We began by discussing mood while we worked with a blue beeswax block crayon and a blank sheet of paper. As we shaded our pages with the “papa bear” and “mama bear” side of our crayon, we recalled that the mood of winter is quiet, and that in our modern world, quiet and slowing down must be cultivated with intention. Key to Waldorf education is that the stages of childhood- like a caterpillar, chrysalis and butterfly- are not to be rushed.
The conversation helped us to consider what rhythms and rituals are important to us and how we can access our power by creating and implementing these, even during a busy time of year! These questions were proposed:
- What is one tradition or one touchstone memory I want to create for my children?
- Are there family rituals such as bedtime that would benefit your children to keep?
- How much courage would it take to suggest to extended family that the time for a celebration be adjusted in order to keep the usual bedtime?
- Are there any traditions and expectations you can give your family and yourself permission to adjust or let go in order to slow the pace?
Many holiday rituals include gift-giving, so we also considered types of toys and how they align with the mood we desire and what behaviors they incite in our children (hyper or numbed out? imaginative or uncreative?).
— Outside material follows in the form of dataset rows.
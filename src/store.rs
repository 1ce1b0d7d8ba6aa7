//! Vault storage seam. Every path is relative to a single root and is
//! rejected if it would resolve outside of it.

use crate::error::{CanvasError, Result};
use serde::Serialize;
use std::collections::{BTreeMap, BTreeSet};
use std::path::{Component, Path, PathBuf};
use std::sync::Mutex;

#[derive(Debug, Clone, PartialEq, Eq, Serialize)]
pub struct VaultEntry {
    pub path: String,
    pub name: String,
    pub extension: Option<String>,
}

impl VaultEntry {
    fn from_path(path: String) -> Self {
        let as_path = Path::new(&path);
        let name = as_path
            .file_name()
            .map(|n| n.to_string_lossy().into_owned())
            .unwrap_or_default();
        let extension = as_path.extension().map(|e| e.to_string_lossy().into_owned());
        Self {
            path,
            name,
            extension,
        }
    }
}

pub trait Vault {
    fn read_file(&self, path: &str) -> Result<String>;
    /// Creates missing parent folders.
    fn write_file(&self, path: &str, contents: &str) -> Result<()>;
    /// Files directly inside `folder`, sorted by path.
    fn list_files(&self, folder: &str) -> Result<Vec<VaultEntry>>;
    fn file_exists(&self, path: &str) -> Result<bool>;
    fn folder_exists(&self, path: &str) -> Result<bool>;
    fn create_folder(&self, path: &str) -> Result<()>;
}

/// Lexically normalizes a vault-relative path to `a/b/c` form.
pub fn normalize_relative(path: &str) -> Result<String> {
    let mut parts: Vec<String> = Vec::new();
    for component in Path::new(&path.replace('\\', "/")).components() {
        match component {
            Component::Normal(part) => parts.push(part.to_string_lossy().into_owned()),
            Component::CurDir => {}
            Component::ParentDir => {
                if parts.pop().is_none() {
                    return Err(CanvasError::PathTraversal(PathBuf::from(path)));
                }
            }
            Component::RootDir | Component::Prefix(_) => {
                return Err(CanvasError::PathTraversal(PathBuf::from(path)));
            }
        }
    }
    Ok(parts.join("/"))
}

#[derive(Debug, Clone)]
pub struct FsVault {
    root: PathBuf,
}

impl FsVault {
    pub fn new(root: impl Into<PathBuf>) -> Self {
        Self { root: root.into() }
    }

    pub fn root(&self) -> &Path {
        &self.root
    }

    fn resolve(&self, path: &str) -> Result<PathBuf> {
        let relative = normalize_relative(path)?;
        if relative.is_empty() {
            return Ok(self.root.clone());
        }
        Ok(self.root.join(relative))
    }
}

impl Vault for FsVault {
    fn read_file(&self, path: &str) -> Result<String> {
        let full = self.resolve(path)?;
        if !full.is_file() {
            return Err(CanvasError::NotFound(path.to_string()));
        }
        Ok(std::fs::read_to_string(full)?)
    }

    fn write_file(&self, path: &str, contents: &str) -> Result<()> {
        let full = self.resolve(path)?;
        if let Some(parent) = full.parent() {
            std::fs::create_dir_all(parent)?;
        }
        std::fs::write(full, contents)?;
        Ok(())
    }

    fn list_files(&self, folder: &str) -> Result<Vec<VaultEntry>> {
        let relative = normalize_relative(folder)?;
        let full = self.resolve(folder)?;
        if !full.is_dir() {
            return Err(CanvasError::NotFound(folder.to_string()));
        }
        let mut entries = Vec::new();
        for entry in std::fs::read_dir(full)? {
            let entry = entry?;
            if !entry.file_type()?.is_file() {
                continue;
            }
            let name = entry.file_name().to_string_lossy().into_owned();
            let path = if relative.is_empty() {
                name
            } else {
                format!("{relative}/{name}")
            };
            entries.push(VaultEntry::from_path(path));
        }
        entries.sort_by(|a, b| a.path.cmp(&b.path));
        Ok(entries)
    }

    fn file_exists(&self, path: &str) -> Result<bool> {
        Ok(self.resolve(path)?.is_file())
    }

    fn folder_exists(&self, path: &str) -> Result<bool> {
        Ok(self.resolve(path)?.is_dir())
    }

    fn create_folder(&self, path: &str) -> Result<()> {
        std::fs::create_dir_all(self.resolve(path)?)?;
        Ok(())
    }
}

/// In-memory vault for tests and embedding.
#[derive(Debug, Default)]
pub struct MemoryVault {
    files: Mutex<BTreeMap<String, String>>,
    folders: Mutex<BTreeSet<String>>,
}

impl MemoryVault {
    pub fn new() -> Self {
        Self::default()
    }

    pub fn len(&self) -> usize {
        self.files.lock().map(|files| files.len()).unwrap_or(0)
    }

    pub fn is_empty(&self) -> bool {
        self.len() == 0
    }

    fn files(&self) -> std::sync::MutexGuard<'_, BTreeMap<String, String>> {
        self.files.lock().unwrap_or_else(|poisoned| poisoned.into_inner())
    }

    fn folders(&self) -> std::sync::MutexGuard<'_, BTreeSet<String>> {
        self.folders.lock().unwrap_or_else(|poisoned| poisoned.into_inner())
    }
}

impl Vault for MemoryVault {
    fn read_file(&self, path: &str) -> Result<String> {
        let key = normalize_relative(path)?;
        self.files()
            .get(&key)
            .cloned()
            .ok_or_else(|| CanvasError::NotFound(path.to_string()))
    }

    fn write_file(&self, path: &str, contents: &str) -> Result<()> {
        let key = normalize_relative(path)?;
        if let Some((parent, _)) = key.rsplit_once('/') {
            self.create_folder(parent)?;
        }
        self.files().insert(key, contents.to_string());
        Ok(())
    }

    fn list_files(&self, folder: &str) -> Result<Vec<VaultEntry>> {
        let folder = normalize_relative(folder)?;
        if !folder.is_empty() && !self.folder_exists(&folder)? {
            return Err(CanvasError::NotFound(folder));
        }
        let prefix = if folder.is_empty() { String::new() } else { format!("{folder}/") };
        Ok(self
            .files()
            .keys()
            .filter(|path| {
                path.strip_prefix(&prefix)
                    .is_some_and(|rest| !rest.is_empty() && !rest.contains('/'))
            })
            .map(|path| VaultEntry::from_path(path.clone()))
            .collect())
    }

    fn file_exists(&self, path: &str) -> Result<bool> {
        let key = normalize_relative(path)?;
        Ok(self.files().contains_key(&key))
    }

    fn folder_exists(&self, path: &str) -> Result<bool> {
        let key = normalize_relative(path)?;
        Ok(key.is_empty() || self.folders().contains(&key))
    }

    fn create_folder(&self, path: &str) -> Result<()> {
        let key = normalize_relative(path)?;
        let mut folders = self.folders();
        let mut prefix = String::new();
        for part in key.split('/').filter(|p| !p.is_empty()) {
            if !prefix.is_empty() {
                prefix.push('/');
            }
            prefix.push_str(part);
            folders.insert(prefix.clone());
        }
        Ok(())
    }
}

#[cfg(test)]
mod tests {
    use super::*;

    #[test]
    fn normalizes_relative_paths() {
        assert_eq!(normalize_relative("a/./b/../c.md").unwrap(), "a/c.md");
        assert_eq!(normalize_relative("a\\b.md").unwrap(), "a/b.md");
        assert_eq!(normalize_relative("").unwrap(), "");
    }

    #[test]
    fn rejects_escapes() {
        assert!(matches!(normalize_relative("../secret"), Err(CanvasError::PathTraversal(_))));
        assert!(matches!(normalize_relative("a/../../b"), Err(CanvasError::PathTraversal(_))));
        assert!(matches!(normalize_relative("/etc/passwd"), Err(CanvasError::PathTraversal(_))));
    }

    #[test]
    fn fs_vault_round_trip() {
        let dir = tempfile::tempdir().unwrap();
        let vault = FsVault::new(dir.path());
        vault.write_file("Boards/nested/plan.canvas", "{}").unwrap();
        assert!(vault.folder_exists("Boards/nested").unwrap());
        assert!(vault.file_exists("Boards/nested/plan.canvas").unwrap());
        assert_eq!(vault.read_file("Boards/nested/plan.canvas").unwrap(), "{}");

        vault.write_file("Boards/a.md", "x").unwrap();
        let listed = vault.list_files("Boards").unwrap();
        assert_eq!(listed.len(), 1);
        assert_eq!(listed[0].path, "Boards/a.md");
        assert_eq!(listed[0].name, "a.md");
        assert_eq!(listed[0].extension.as_deref(), Some("md"));

        assert!(matches!(vault.read_file("missing.md"), Err(CanvasError::NotFound(_))));
        assert!(matches!(
            vault.write_file("../outside.md", "x"),
            Err(CanvasError::PathTraversal(_))
        ));
    }

    #[test]
    fn memory_vault_lists_direct_children() {
        let vault = MemoryVault::new();
        vault.write_file("Tasks/one.md", "1").unwrap();
        vault.write_file("Tasks/sub/two.md", "2").unwrap();
        vault.write_file("root.md", "r").unwrap();

        let tasks = vault.list_files("Tasks").unwrap();
        assert_eq!(tasks.len(), 1);
        assert_eq!(tasks[0].name, "one.md");
        assert!(vault.folder_exists("Tasks/sub").unwrap());
        assert_eq!(vault.list_files("").unwrap().len(), 1);
        assert!(vault.list_files("Nope").is_err());

        vault.create_folder("Empty/inner").unwrap();
        assert!(vault.folder_exists("Empty").unwrap());
        assert!(vault.list_files("Empty/inner").unwrap().is_empty());
        assert_eq!(vault.len(), 3);
    }
}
We thought about the opportunity we can give our children with just a few simple, open-ended playthings: the opportunity to create something from the inside out, a capacity upon which the future depends!
And because we all noticed how much our children are loving making their own beautiful toys, below is a pattern for a simple gnome and horse. Perhaps you will create a new, slow-paced family tradition! Enjoy your winter break!
May you hold the opposites- the push to rush and the pull to slow down- with ease and grace this season.